I write as parent of a student at University of Birmingham where my son lives in a modern block on a beautiful campus with thousands of others. Their Uni has the necessary space and resources to do it properly, unlike, it would appear, Falmouth.

I am reminded of a remark made about student housing by one of the instigators of the University of Falmouth who said at the time, ‘We got you the university, the rest is up to you’. I have always remembered it and unfortunately it’s been the same ever since.

What an absolute tragedy it is that any benefit of the university and goodwill towards its students is being squandered and totally overshadowed by this ongoing issue of student accommodation. What a welcome; and we can’t just blame the students: it’s not their fault. They all need somewhere to live, just like the rest of us.

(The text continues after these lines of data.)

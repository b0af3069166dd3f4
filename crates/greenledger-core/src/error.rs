use thiserror::Error;

#[derive(Debug, Error)]
pub enum LedgerError {
    #[error("not initialized: run 'greenledger init'")]
    NotInitialized,

    #[error("access denied: actor '{0}' is not authorized to register actions")]
    AccessDenied(String),

    #[error("registration failed: {0}")]
    RegistrationFailed(String),

    #[error("no reward strategy registered for action type '{0}'")]
    UnknownActionType(String),

    #[error("insufficient balance for actor '{actor}': balance {balance}, debit {requested}")]
    InsufficientBalance {
        actor: String,
        balance: i64,
        requested: u64,
    },

    #[error("action already rewarded (reference {0})")]
    DuplicateAction(String),

    #[error("invalid request: {0}")]
    InvalidRequest(String),

    #[error("invalid actor id '{0}': must be lowercase alphanumeric with '-', '_' or '.'")]
    InvalidActorId(String),

    #[error("actor not found: {0}")]
    ActorNotFound(String),

    #[error("actor already exists: {0}")]
    ActorExists(String),

    #[error("reward not found: {0}")]
    RewardNotFound(String),

    #[error("reward already exists: {0}")]
    RewardExists(String),

    #[error("reward '{0}' is not available (inactive or out of stock)")]
    RewardUnavailable(String),

    #[error("invalid config: {0}")]
    InvalidConfig(String),

    #[error("ledger database error: {0}")]
    LedgerDb(String),

    #[error(transparent)]
    Io(#[from] std::io::Error),

    #[error(transparent)]
    Yaml(#[from] serde_yaml::Error),

    #[error(transparent)]
    Json(#[from] serde_json::Error),
}

pub type Result<T> = std::result::Result<T, LedgerError>;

Something is dreadfully wrong with a system whereby the local authority and university management have allowed this situation to fester - for years. Don’t they realise that for every one of us who complains there are hundreds who feel the same way but don’t register their views. When will those in charge finally and honestly acknowledge that there is a massive systemic problem?

Yet they seem to have plenty of space and money to expand their own buildings. Instead of opening a posh new on-campus £4M leisure centre, perhaps the space and finance would have been better used for housing. And maybe their Chancellor needs to start earning her vast salary to sort out this chronic shortage before expanding student numbers (reportedly £285,000 a year, which will allegedly rise by over £100,000 if and when the numbers go up to 7,500 students. And there will doubtless be more expansion even after that: it’s just a numbers game to them).

Why is it that the way they propose expanding accommodation capacity is for the rest of us to lose even more of our family houses, the land to build new ones, our precious open spaces, our car parks, our bowling alley and, now, even our climbing wall? Is there anything else left they’d like to take over and destroy? Alternatively, why not use the vast open spaces around County Hall in Truro instead? They’d easily get planning permission: the Council already owns the land!

I would be most interested to know what our beloved Dawn French, a ‘local’ herself, and the public figurehead of the Uni, thinks about this issue, and the real and lasting damage it is doing to this bit of the Cornwall she professes to love.

I don’t ever recall such a monumental level of unrest in the town. Why won’t the authorities on both sides just finance the Uni properly? If they want to shoehorn it into the middle of two small Cornish towns, then they need to resource and fund it fully – including adequate accommodation. Otherwise, forget Brexit: we want Falexit! Give us back our towns!